What to do: Your answer must be the full set of entries, repeated exactly.

═══ Supplied data

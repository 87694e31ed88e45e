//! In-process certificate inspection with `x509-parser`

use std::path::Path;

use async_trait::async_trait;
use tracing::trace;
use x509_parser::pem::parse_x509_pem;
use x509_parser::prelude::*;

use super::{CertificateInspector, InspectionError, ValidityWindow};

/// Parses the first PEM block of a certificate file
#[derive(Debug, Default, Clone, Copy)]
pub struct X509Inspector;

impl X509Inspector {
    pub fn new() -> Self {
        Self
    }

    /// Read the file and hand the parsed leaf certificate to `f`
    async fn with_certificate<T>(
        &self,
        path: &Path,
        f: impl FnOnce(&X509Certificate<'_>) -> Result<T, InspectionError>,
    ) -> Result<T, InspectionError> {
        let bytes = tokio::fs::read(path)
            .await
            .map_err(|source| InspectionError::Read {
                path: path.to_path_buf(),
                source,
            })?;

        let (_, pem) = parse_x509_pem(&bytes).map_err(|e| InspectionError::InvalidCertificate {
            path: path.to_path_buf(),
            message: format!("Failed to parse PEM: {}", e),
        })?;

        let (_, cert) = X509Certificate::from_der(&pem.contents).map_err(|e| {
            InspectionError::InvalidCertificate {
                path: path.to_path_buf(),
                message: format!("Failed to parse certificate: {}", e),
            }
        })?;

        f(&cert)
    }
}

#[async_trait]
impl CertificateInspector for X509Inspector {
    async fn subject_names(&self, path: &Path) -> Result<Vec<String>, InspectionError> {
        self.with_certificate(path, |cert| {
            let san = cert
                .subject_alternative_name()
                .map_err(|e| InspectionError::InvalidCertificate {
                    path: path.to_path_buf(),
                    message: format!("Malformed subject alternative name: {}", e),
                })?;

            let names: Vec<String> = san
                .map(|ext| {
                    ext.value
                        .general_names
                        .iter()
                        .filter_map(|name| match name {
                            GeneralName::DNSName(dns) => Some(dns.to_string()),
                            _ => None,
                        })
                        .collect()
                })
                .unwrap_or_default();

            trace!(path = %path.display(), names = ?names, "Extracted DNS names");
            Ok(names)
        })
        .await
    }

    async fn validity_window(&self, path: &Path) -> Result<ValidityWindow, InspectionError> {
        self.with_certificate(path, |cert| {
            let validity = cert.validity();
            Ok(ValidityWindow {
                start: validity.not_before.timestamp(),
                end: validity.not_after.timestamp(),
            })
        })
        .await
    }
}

══════

Answer section:
repository 87694e31ed88e45e
//! In-process certificate inspection with `x509-parser`

use std::path::Path;

use async_trait::async_trait;
use tracing::trace;
use x509_parser::pem::parse_x509_pem;
use x509_parser::prelude::*;

use super::{CertificateInspector, InspectionError, ValidityWindow};

/// Parses the first PEM block of a certificate file
#[derive(Debug, Default, Clone, Copy)]
pub struct X509Inspector;

impl X509Inspector {
    pub fn new() -> Self {
        Self
    }

    /// Read the file and hand the parsed leaf certificate to `f`
    async fn with_certificate<T>(
        &self,
        path: &Path,
        f: impl FnOnce(&X509Certificate<'_>) -> Result<T, InspectionError>,
    ) -> Result<T, InspectionError> {
        let bytes = tokio::fs::read(path)
            .await
            .map_err(|source| InspectionError::Read {
                path: path.to_path_buf(),
                source,
            })?;

        let (_, pem) = parse_x509_pem(&bytes).map_err(|e| InspectionError::InvalidCertificate {
            path: path.to_path_buf(),
            message: format!("Failed to parse PEM: {}", e),
        })?;

        let (_, cert) = X509Certificate::from_der(&pem.contents).map_err(|e| {
            InspectionError::InvalidCertificate {
                path: path.to_path_buf(),
                message: format!("Failed to parse certificate: {}", e),
            }
        })?;

        f(&cert)
    }
}

#[async_trait]
impl CertificateInspector for X509Inspector {
    async fn subject_names(&self, path: &Path) -> Result<Vec<String>, InspectionError> {
        self.with_certificate(path, |cert| {
            let san = cert
                .subject_alternative_name()
                .map_err(|e| InspectionError::InvalidCertificate {
                    path: path.to_path_buf(),
                    message: format!("Malformed subject alternative name: {}", e),
                })?;

            let names: Vec<String> = san
                .map(|ext| {
                    ext.value
                        .general_names
                        .iter()
                        .filter_map(|name| match name {
                            GeneralName::DNSName(dns) => Some(dns.to_string()),
                            _ => None,
                        })
                        .collect()
                })
                .unwrap_or_default();

            trace!(path = %path.display(), names = ?names, "Extracted DNS names");
            Ok(names)
        })
        .await
    }

    async fn validity_window(&self, path: &Path) -> Result<ValidityWindow, InspectionError> {
        self.with_certificate(path, |cert| {
            let validity = cert.validity();
            Ok(ValidityWindow {
                start: validity.not_before.timestamp(),
                end: validity.not_after.timestamp(),
            })
        })
        .await
    }
}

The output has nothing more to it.